Given the records below, set each one down again exactly as it reads.
****************
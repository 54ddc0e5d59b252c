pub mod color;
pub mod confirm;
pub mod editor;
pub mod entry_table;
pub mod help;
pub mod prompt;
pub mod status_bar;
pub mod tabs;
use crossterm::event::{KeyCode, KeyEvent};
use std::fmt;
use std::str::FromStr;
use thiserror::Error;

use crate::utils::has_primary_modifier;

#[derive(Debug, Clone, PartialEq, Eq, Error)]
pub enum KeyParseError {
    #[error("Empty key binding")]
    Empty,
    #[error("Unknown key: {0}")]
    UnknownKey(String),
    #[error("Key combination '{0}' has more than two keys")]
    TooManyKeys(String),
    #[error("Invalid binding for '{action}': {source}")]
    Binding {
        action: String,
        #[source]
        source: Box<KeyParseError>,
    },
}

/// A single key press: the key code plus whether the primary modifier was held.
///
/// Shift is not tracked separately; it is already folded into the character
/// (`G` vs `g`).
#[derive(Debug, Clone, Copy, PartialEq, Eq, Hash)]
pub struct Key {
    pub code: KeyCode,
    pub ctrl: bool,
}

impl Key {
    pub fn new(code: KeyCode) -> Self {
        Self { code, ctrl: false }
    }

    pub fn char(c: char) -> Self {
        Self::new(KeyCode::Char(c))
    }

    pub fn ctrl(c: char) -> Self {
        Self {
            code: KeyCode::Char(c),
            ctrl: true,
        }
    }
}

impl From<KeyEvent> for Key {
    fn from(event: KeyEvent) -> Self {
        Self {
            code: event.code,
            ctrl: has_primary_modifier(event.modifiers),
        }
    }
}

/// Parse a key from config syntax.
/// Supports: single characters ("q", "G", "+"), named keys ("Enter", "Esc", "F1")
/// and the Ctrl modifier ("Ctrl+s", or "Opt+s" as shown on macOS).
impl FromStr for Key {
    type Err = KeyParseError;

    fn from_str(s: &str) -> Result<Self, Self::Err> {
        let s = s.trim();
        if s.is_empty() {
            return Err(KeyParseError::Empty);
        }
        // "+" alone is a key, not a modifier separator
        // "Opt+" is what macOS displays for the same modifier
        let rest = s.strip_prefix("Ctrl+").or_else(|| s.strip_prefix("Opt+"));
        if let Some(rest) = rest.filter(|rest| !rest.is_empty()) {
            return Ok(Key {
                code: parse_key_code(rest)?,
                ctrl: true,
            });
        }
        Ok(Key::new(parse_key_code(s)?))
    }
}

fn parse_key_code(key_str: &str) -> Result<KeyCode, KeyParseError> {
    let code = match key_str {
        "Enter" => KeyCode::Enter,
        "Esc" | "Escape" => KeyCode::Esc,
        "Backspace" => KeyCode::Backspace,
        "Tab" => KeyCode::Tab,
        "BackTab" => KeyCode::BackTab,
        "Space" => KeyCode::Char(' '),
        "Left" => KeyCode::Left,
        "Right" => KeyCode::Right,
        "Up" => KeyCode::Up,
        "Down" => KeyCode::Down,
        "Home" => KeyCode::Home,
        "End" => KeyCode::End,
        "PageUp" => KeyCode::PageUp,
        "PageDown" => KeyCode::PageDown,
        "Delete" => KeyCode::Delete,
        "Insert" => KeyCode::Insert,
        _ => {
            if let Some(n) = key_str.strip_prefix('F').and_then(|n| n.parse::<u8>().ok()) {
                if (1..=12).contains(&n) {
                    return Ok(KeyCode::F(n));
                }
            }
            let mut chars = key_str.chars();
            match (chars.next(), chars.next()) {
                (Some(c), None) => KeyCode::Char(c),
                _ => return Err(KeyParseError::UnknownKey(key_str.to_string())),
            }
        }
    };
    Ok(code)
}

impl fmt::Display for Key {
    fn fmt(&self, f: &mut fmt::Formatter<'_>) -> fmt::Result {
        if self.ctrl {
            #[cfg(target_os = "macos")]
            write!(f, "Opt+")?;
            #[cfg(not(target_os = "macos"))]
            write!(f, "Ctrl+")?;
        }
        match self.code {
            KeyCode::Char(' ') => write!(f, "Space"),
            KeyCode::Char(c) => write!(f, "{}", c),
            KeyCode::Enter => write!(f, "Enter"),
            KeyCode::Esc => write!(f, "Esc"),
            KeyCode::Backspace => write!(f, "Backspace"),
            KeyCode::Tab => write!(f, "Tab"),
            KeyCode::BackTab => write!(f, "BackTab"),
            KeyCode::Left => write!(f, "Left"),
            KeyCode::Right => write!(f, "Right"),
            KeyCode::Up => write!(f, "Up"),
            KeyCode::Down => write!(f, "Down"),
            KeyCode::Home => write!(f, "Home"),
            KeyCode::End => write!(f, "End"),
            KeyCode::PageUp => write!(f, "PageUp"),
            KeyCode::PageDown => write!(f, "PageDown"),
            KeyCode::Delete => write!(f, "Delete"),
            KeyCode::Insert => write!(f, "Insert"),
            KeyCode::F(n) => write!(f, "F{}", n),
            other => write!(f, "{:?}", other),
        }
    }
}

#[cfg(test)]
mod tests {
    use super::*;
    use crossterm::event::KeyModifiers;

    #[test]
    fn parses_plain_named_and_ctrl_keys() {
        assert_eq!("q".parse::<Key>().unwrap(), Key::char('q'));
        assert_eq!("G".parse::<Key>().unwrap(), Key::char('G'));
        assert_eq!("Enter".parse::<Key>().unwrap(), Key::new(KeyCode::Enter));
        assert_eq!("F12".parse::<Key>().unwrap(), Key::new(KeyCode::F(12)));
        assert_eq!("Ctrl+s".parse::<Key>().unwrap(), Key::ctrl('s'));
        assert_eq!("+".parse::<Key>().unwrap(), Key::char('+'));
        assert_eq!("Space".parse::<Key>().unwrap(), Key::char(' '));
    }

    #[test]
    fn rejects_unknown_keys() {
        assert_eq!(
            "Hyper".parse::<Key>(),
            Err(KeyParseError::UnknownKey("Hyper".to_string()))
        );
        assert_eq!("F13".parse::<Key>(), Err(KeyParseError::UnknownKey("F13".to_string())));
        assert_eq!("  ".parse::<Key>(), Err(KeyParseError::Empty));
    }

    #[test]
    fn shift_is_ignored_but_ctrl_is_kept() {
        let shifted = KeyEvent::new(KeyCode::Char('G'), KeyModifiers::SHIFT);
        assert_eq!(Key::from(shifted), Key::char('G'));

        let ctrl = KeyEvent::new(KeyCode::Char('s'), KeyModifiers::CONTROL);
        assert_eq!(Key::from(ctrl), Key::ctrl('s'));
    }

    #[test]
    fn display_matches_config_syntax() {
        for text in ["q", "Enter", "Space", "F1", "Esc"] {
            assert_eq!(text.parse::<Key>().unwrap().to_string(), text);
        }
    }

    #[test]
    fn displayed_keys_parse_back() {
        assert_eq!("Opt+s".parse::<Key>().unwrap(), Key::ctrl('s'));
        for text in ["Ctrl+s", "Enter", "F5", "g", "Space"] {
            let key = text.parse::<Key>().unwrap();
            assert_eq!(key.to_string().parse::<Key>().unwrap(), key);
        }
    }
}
****************
RESPONSE TO THE TASK:
repository 54ddc0e5d59b252c
pub mod color;
pub mod confirm;
pub mod editor;
pub mod entry_table;
pub mod help;
pub mod prompt;
pub mod status_bar;
pub mod tabs;
use crossterm::event::{KeyCode, KeyEvent};
use std::fmt;
use std::str::FromStr;
use thiserror::Error;

use crate::utils::has_primary_modifier;

#[derive(Debug, Clone, PartialEq, Eq, Error)]
pub enum KeyParseError {
    #[error("Empty key binding")]
    Empty,
    #[error("Unknown key: {0}")]
    UnknownKey(String),
    #[error("Key combination '{0}' has more than two keys")]
    TooManyKeys(String),
    #[error("Invalid binding for '{action}': {source}")]
    Binding {
        action: String,
        #[source]
        source: Box<KeyParseError>,
    },
}

/// A single key press: the key code plus whether the primary modifier was held.
///
/// Shift is not tracked separately; it is already folded into the character
/// (`G` vs `g`).
#[derive(Debug, Clone, Copy, PartialEq, Eq, Hash)]
pub struct Key {
    pub code: KeyCode,
    pub ctrl: bool,
}

impl Key {
    pub fn new(code: KeyCode) -> Self {
        Self { code, ctrl: false }
    }

    pub fn char(c: char) -> Self {
        Self::new(KeyCode::Char(c))
    }

    pub fn ctrl(c: char) -> Self {
        Self {
            code: KeyCode::Char(c),
            ctrl: true,
        }
    }
}

impl From<KeyEvent> for Key {
    fn from(event: KeyEvent) -> Self {
        Self {
            code: event.code,
            ctrl: has_primary_modifier(event.modifiers),
        }
    }
}

/// Parse a key from config syntax.
/// Supports: single characters ("q", "G", "+"), named keys ("Enter", "Esc", "F1")
/// and the Ctrl modifier ("Ctrl+s", or "Opt+s" as shown on macOS).
impl FromStr for Key {
    type Err = KeyParseError;

    fn from_str(s: &str) -> Result<Self, Self::Err> {
        let s = s.trim();
        if s.is_empty() {
            return Err(KeyParseError::Empty);
        }
        // "+" alone is a key, not a modifier separator
        // "Opt+" is what macOS displays for the same modifier
        let rest = s.strip_prefix("Ctrl+").or_else(|| s.strip_prefix("Opt+"));
        if let Some(rest) = rest.filter(|rest| !rest.is_empty()) {
            return Ok(Key {
                code: parse_key_code(rest)?,
                ctrl: true,
            });
        }
        Ok(Key::new(parse_key_code(s)?))
    }
}

fn parse_key_code(key_str: &str) -> Result<KeyCode, KeyParseError> {
    let code = match key_str {
        "Enter" => KeyCode::Enter,
        "Esc" | "Escape" => KeyCode::Esc,
        "Backspace" => KeyCode::Backspace,
        "Tab" => KeyCode::Tab,
        "BackTab" => KeyCode::BackTab,
        "Space" => KeyCode::Char(' '),
        "Left" => KeyCode::Left,
        "Right" => KeyCode::Right,
        "Up" => KeyCode::Up,
        "Down" => KeyCode::Down,
        "Home" => KeyCode::Home,
        "End" => KeyCode::End,
        "PageUp" => KeyCode::PageUp,
        "PageDown" => KeyCode::PageDown,
        "Delete" => KeyCode::Delete,
        "Insert" => KeyCode::Insert,
        _ => {
            if let Some(n) = key_str.strip_prefix('F').and_then(|n| n.parse::<u8>().ok()) {
                if (1..=12).contains(&n) {
                    return Ok(KeyCode::F(n));
                }
            }
            let mut chars = key_str.chars();
            match (chars.next(), chars.next()) {
                (Some(c), None) => KeyCode::Char(c),
                _ => return Err(KeyParseError::UnknownKey(key_str.to_string())),
            }
        }
    };
    Ok(code)
}

impl fmt::Display for Key {
    fn fmt(&self, f: &mut fmt::Formatter<'_>) -> fmt::Result {
        if self.ctrl {
            #[cfg(target_os = "macos")]
            write!(f, "Opt+")?;
            #[cfg(not(target_os = "macos"))]
            write!(f, "Ctrl+")?;
        }
        match self.code {
            KeyCode::Char(' ') => write!(f, "Space"),
            KeyCode::Char(c) => write!(f, "{}", c),
            KeyCode::Enter => write!(f, "Enter"),
            KeyCode::Esc => write!(f, "Esc"),
            KeyCode::Backspace => write!(f, "Backspace"),
            KeyCode::Tab => write!(f, "Tab"),
            KeyCode::BackTab => write!(f, "BackTab"),
            KeyCode::Left => write!(f, "Left"),
            KeyCode::Right => write!(f, "Right"),
            KeyCode::Up => write!(f, "Up"),
            KeyCode::Down => write!(f, "Down"),
            KeyCode::Home => write!(f, "Home"),
            KeyCode::End => write!(f, "End"),
            KeyCode::PageUp => write!(f, "PageUp"),
            KeyCode::PageDown => write!(f, "PageDown"),
            KeyCode::Delete => write!(f, "Delete"),
            KeyCode::Insert => write!(f, "Insert"),
            KeyCode::F(n) => write!(f, "F{}", n),
            other => write!(f, "{:?}", other),
        }
    }
}

#[cfg(test)]
mod tests {
    use super::*;
    use crossterm::event::KeyModifiers;

    #[test]
    fn parses_plain_named_and_ctrl_keys() {
        assert_eq!("q".parse::<Key>().unwrap(), Key::char('q'));
        assert_eq!("G".parse::<Key>().unwrap(), Key::char('G'));
        assert_eq!("Enter".parse::<Key>().unwrap(), Key::new(KeyCode::Enter));
        assert_eq!("F12".parse::<Key>().unwrap(), Key::new(KeyCode::F(12)));
        assert_eq!("Ctrl+s".parse::<Key>().unwrap(), Key::ctrl('s'));
        assert_eq!("+".parse::<Key>().unwrap(), Key::char('+'));
        assert_eq!("Space".parse::<Key>().unwrap(), Key::char(' '));
    }

    #[test]
    fn rejects_unknown_keys() {
        assert_eq!(
            "Hyper".parse::<Key>(),
            Err(KeyParseError::UnknownKey("Hyper".to_string()))
        );
        assert_eq!("F13".parse::<Key>(), Err(KeyParseError::UnknownKey("F13".to_string())));
        assert_eq!("  ".parse::<Key>(), Err(KeyParseError::Empty));
    }

    #[test]
    fn shift_is_ignored_but_ctrl_is_kept() {
        let shifted = KeyEvent::new(KeyCode::Char('G'), KeyModifiers::SHIFT);
        assert_eq!(Key::from(shifted), Key::char('G'));

        let ctrl = KeyEvent::new(KeyCode::Char('s'), KeyModifiers::CONTROL);
        assert_eq!(Key::from(ctrl), Key::ctrl('s'));
    }

    #[test]
    fn display_matches_config_syntax() {
        for text in ["q", "Enter", "Space", "F1", "Esc"] {
            assert_eq!(text.parse::<Key>().unwrap().to_string(), text);
        }
    }

    #[test]
    fn displayed_keys_parse_back() {
        assert_eq!("Opt+s".parse::<Key>().unwrap(), Key::ctrl('s'));
        for text in ["Ctrl+s", "Enter", "F5", "g", "Space"] {
            let key = text.parse::<Key>().unwrap();
            assert_eq!(key.to_string().parse::<Key>().unwrap(), key);
        }
    }
}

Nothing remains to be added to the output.